[Altruist Support] How to determine your utility function

Follows on from HELP! I want to do good.

What have I learned since last time? I’ve learned that people want to see an SIAI donation; I’ll do it as soon as PayPal will let me. I’ve learned that people want more “how” and maybe more “doing”; I’ll write a doing post soon, but I’ve got this and two other background posts to write first. I’ve learned that there’s a nonzero level of interest in my project. I’ve learned that there’s a diversity of opinions; it suggests if I’m wrong, then I’m at least wrong in an interesting way. I may have learned that signalling low status—to avoid intimidating outsiders—may be less of a good strategy than signalling that I know what I’m talking about. I’ve learned that I am prone to answering a question other than that which was asked.

Somewhere in the Less Wrong archives there is a deeply shocking, disturbing post. It’s called Post Your Utility Function.

It’s shocking because basically no-one had any idea. At the time I was still learning but I knew that having a utility function was important—that it was what made everything else make sense. But I didn’t know what mine was supposed to be. And neither, apparently, did anyone else.

Eliezer commented ‘in prescriptive terms, how do you “help” someone without a utility function?’. This post is an attempt to start to answer this question.

Firstly, what the utility function is and what it’s not. It belongs to the field of instrumental rationality, not epistemic rationality; it is not part of the territory. Don’t expect it to correspond to something physical.

Also, it’s not supposed to model your revealed preferences—that is, your current behavior. If it did then it would mean you were already perfectly rational. If you don’t feel that’s the case then you need to look beyond your revealed preferences, toward what you really want.

In other words, the wrong way to determine your utility function is to think about what decisions you have made, or feel that you would make, in different situations. In other words, there’s a chance, just a chance, that up until now you’ve been doing it completely wrong. You haven’t been getting what you wanted.

So in order to play the utility game, you need humility.
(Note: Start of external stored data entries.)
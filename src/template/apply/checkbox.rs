//! Checkbox groups: each option is one paragraph that is kept (and
//! optionally re-worded) when selected and deleted otherwise

use std::collections::HashMap;

use serde_json::Value;

use super::scalar_text;
use crate::document::Document;
use crate::template::formatting::{apply_style, capture_paragraph_format, replace_paragraph_text};
use crate::template::models::CheckboxOption;

#[derive(Debug, Clone, PartialEq, Eq)]
struct Choice {
    selected: bool,
    text: String,
}

fn truthy(value: &Value) -> bool {
    match value {
        Value::Null => false,
        Value::Bool(b) => *b,
        Value::Number(n) => n.as_f64().is_some_and(|n| n != 0.0),
        Value::String(s) => !s.is_empty(),
        Value::Array(items) => !items.is_empty(),
        Value::Object(map) => !map.is_empty(),
    }
}

/// Accepts `[{value, selected, text?}]` entries or bare selected values
fn parse_choices(value: &Value) -> HashMap<String, Choice> {
    let Value::Array(entries) = value else {
        return HashMap::new();
    };
    entries
        .iter()
        .filter_map(|entry| match entry {
            Value::Object(map) => map.get("value").map(|key| {
                let choice = Choice {
                    selected: map.get("selected").is_some_and(truthy),
                    text: map.get("text").map(scalar_text).unwrap_or_default(),
                };
                (scalar_text(key), choice)
            }),
            Value::String(key) => Some((
                key.clone(),
                Choice {
                    selected: true,
                    text: String::new(),
                },
            )),
            _ => None,
        })
        .collect()
}

pub fn apply_checkbox_field(document: &mut Document, options: &[CheckboxOption], value: &Value) {
    let styles = document.styles().clone();
    let choices = parse_choices(value);

    let mut ordered: Vec<&CheckboxOption> = options.iter().collect();
    ordered.sort_by(|a, b| b.paragraph_index.cmp(&a.paragraph_index));

    for option in ordered {
        let index = option.paragraph_index;
        let Some(paragraph) = document.paragraph_mut(index) else {
            log::debug!("Checkbox option {:?} points past the document", option.value);
            continue;
        };

        if let Some(style) = option.style.as_deref().filter(|s| !s.is_empty()) {
            apply_style(paragraph, &styles, style);
        }

        let choice = choices.get(&option.value);
        if choice.is_some_and(|c| !c.selected) {
            document.remove_paragraph(index);
            continue;
        }

        let text = choice
            .map(|c| c.text.as_str())
            .filter(|t| !t.is_empty())
            .unwrap_or(option.text.as_str());
        let format = capture_paragraph_format(&styles, paragraph);
        replace_paragraph_text(paragraph, &styles, text, &format);
    }
}
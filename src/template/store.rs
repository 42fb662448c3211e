//! Template metadata persistence
//!
//! Metadata is cached per template id. A missing or unreadable entry is
//! treated as absent so the caller recomputes it.

use std::collections::HashMap;
use std::fs;
use std::path::{Path, PathBuf};
use std::sync::Mutex;

use super::models::TemplateMetadata;
use crate::error::Result;

pub trait MetadataStore {
    fn load(&self, template_id: &str) -> Result<Option<TemplateMetadata>>;
    fn save(&self, template_id: &str, metadata: &TemplateMetadata) -> Result<()>;
}

/// Pretty-printed JSON files, one per template: `<dir>/<template_id>.json`
#[derive(Debug, Clone)]
pub struct FsMetadataStore {
    dir: PathBuf,
}

impl FsMetadataStore {
    pub fn new(dir: impl Into<PathBuf>) -> Self {
        Self { dir: dir.into() }
    }

    pub fn dir(&self) -> &Path {
        &self.dir
    }

    fn path_for(&self, template_id: &str) -> PathBuf {
        self.dir.join(format!("{template_id}.json"))
    }
}

impl MetadataStore for FsMetadataStore {
    fn load(&self, template_id: &str) -> Result<Option<TemplateMetadata>> {
        let path = self.path_for(template_id);
        if !path.exists() {
            return Ok(None);
        }
        let content = fs::read_to_string(&path)?;
        match serde_json::from_str(&content) {
            Ok(metadata) => Ok(Some(metadata)),
            Err(e) => {
                log::warn!("Discarding unreadable metadata {}: {e}", path.display());
                Ok(None)
            }
        }
    }

    fn save(&self, template_id: &str, metadata: &TemplateMetadata) -> Result<()> {
        fs::create_dir_all(&self.dir)?;
        let content = serde_json::to_string_pretty(metadata)?;
        fs::write(self.path_for(template_id), content)?;
        Ok(())
    }
}

/// Process-local store, mostly for tests and embedding
#[derive(Debug, Default)]
pub struct MemoryMetadataStore {
    entries: Mutex<HashMap<String, TemplateMetadata>>,
}

impl MemoryMetadataStore {
    pub fn new() -> Self {
        Self::default()
    }
}

impl MetadataStore for MemoryMetadataStore {
    fn load(&self, template_id: &str) -> Result<Option<TemplateMetadata>> {
        let entries = self.entries.lock().unwrap_or_else(|poisoned| poisoned.into_inner());
        Ok(entries.get(template_id).cloned())
    }

    fn save(&self, template_id: &str, metadata: &TemplateMetadata) -> Result<()> {
        let mut entries = self.entries.lock().unwrap_or_else(|poisoned| poisoned.into_inner());
        entries.insert(template_id.to_string(), metadata.clone());
        Ok(())
    }
}
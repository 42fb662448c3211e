//! Inline `{{identifier}}` substitution
//!
//! Placeholders are found in body paragraphs, table cells, and header and
//! footer parts. Only scalar values are substituted; structured values
//! belong to the field application engine.

use std::collections::BTreeSet;

use once_cell::sync::Lazy;
use regex::{Captures, Regex};
use serde_json::Value;

use super::formatting::{capture_paragraph_format, replace_paragraph_text};
use super::models::FieldValues;
use crate::document::paragraph::{self, PARAGRAPH};
use crate::document::xml::{XmlElement, XmlNode};
use crate::document::{Document, StyleSheet};

pub static PLACEHOLDER: Lazy<Regex> =
    Lazy::new(|| Regex::new(r"\{\{\s*([a-zA-Z0-9_.-]+)\s*\}\}").unwrap());

/// Visit every paragraph under `root` without descending into paragraphs
fn visit_paragraphs<'a>(root: &'a XmlElement, found: &mut Vec<&'a XmlElement>) {
    for el in root.elements() {
        if el.is(PARAGRAPH) {
            found.push(el);
        } else {
            visit_paragraphs(el, found);
        }
    }
}

fn visit_paragraphs_mut(root: &mut XmlElement, f: &mut dyn FnMut(&mut XmlElement)) {
    for node in root.children.iter_mut() {
        if let XmlNode::Element(el) = node {
            if el.is(PARAGRAPH) {
                f(el);
            } else {
                visit_paragraphs_mut(el, f);
            }
        }
    }
}

/// Sorted, de-duplicated placeholder identifiers used anywhere in the document
pub fn extract_placeholders(document: &Document) -> Vec<String> {
    let mut paragraphs = Vec::new();
    visit_paragraphs(&document.body, &mut paragraphs);
    for root in document.header_footer_roots() {
        visit_paragraphs(root, &mut paragraphs);
    }

    let found: BTreeSet<String> = paragraphs
        .into_iter()
        .flat_map(|p| {
            let text = paragraph::paragraph_text(p);
            PLACEHOLDER
                .captures_iter(&text)
                .map(|caps| caps[1].to_string())
                .collect::<Vec<_>>()
        })
        .collect();
    found.into_iter().collect()
}

/// Replacement text for a placeholder, or `None` to leave it in place
fn replacement(value: Option<&Value>) -> Option<String> {
    match value? {
        Value::Null => Some(String::new()),
        Value::String(s) => Some(s.clone()),
        Value::Array(_) | Value::Object(_) => None,
        other => Some(other.to_string()),
    }
}

/// Substitute placeholders in `text`; `None` when nothing changed
pub fn substitute(text: &str, values: &FieldValues) -> Option<String> {
    let mut changed = false;
    let result = PLACEHOLDER.replace_all(text, |caps: &Captures| match replacement(values.get(&caps[1])) {
        Some(value) => {
            changed = true;
            value
        }
        None => caps[0].to_string(),
    });
    changed.then(|| result.into_owned())
}

fn replace_in_paragraph(p: &mut XmlElement, styles: &StyleSheet, values: &FieldValues) -> bool {
    let text = paragraph::paragraph_text(p);
    let Some(new_text) = substitute(&text, values) else {
        return false;
    };
    let format = capture_paragraph_format(styles, p);
    replace_paragraph_text(p, styles, &new_text, &format);
    true
}

/// Replace placeholders with scalar values everywhere; returns how many
/// paragraphs were rewritten
pub fn replace_placeholders(document: &mut Document, values: &FieldValues) -> usize {
    if values.is_empty() {
        return 0;
    }
    let styles = document.styles().clone();
    let mut rewritten = 0;
    let mut replace = |p: &mut XmlElement| {
        if replace_in_paragraph(p, &styles, values) {
            rewritten += 1;
        }
    };

    visit_paragraphs_mut(&mut document.body, &mut replace);
    for root in document.header_footer_roots_mut() {
        visit_paragraphs_mut(root, &mut replace);
    }

    log::debug!("Placeholder substitution rewrote {rewritten} paragraphs");
    rewritten
}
You need to accept that you might not have been getting what you want, and that it might hurt. All those little subgoals, they might just have been getting you nowhere more quickly.

So only play if you want to.

The first thing is to understand the domain of the utility function. It’s defined over entire world histories. You consider everything that has happened, and will happen, in your life and in the rest of the world. And out of that pops a number. That’s the idea.

This complexity means that utility functions generally have to be defined somewhat vaguely. (Except if you’re trying to build an AI). The complexity will also allow you a lot of flexibility in deciding what you really value.

The second thing is to think about your preferences. Set up some thought experiments to decide whether you prefer this outcome or that outcome. Don’t think about what you’d actually do if put in a situation to decide between them; then you will worry about the social consequences of making the “unethical” decision. If you value things other than your own happiness, don’t ask which outcome you’d be happier in. Instead just ask, which outcome seems preferable?. Which would you consider good news, and which bad news?

You can start writing things down if you like. One of the big things you’ll need to think about is how much you value self versus everyone else. But this may matter less than you think, for reasons I’ll get into later.

The third thing is to think about preferences between uncertain outcomes. This is somewhat technical, and I’d advise a shut-up-and-multiply approach. (You can try and go against that if you like, but you have to be careful not to end up in weirdness such as getting different answers if you phrase something as one big decision or as a series of identical little decisions).

The fourth thing is to ask whether this preference system satisfies the von Neumann-Morgenstern axioms. If it’s at all sane, it probably will. (Again, this is somewhat technical).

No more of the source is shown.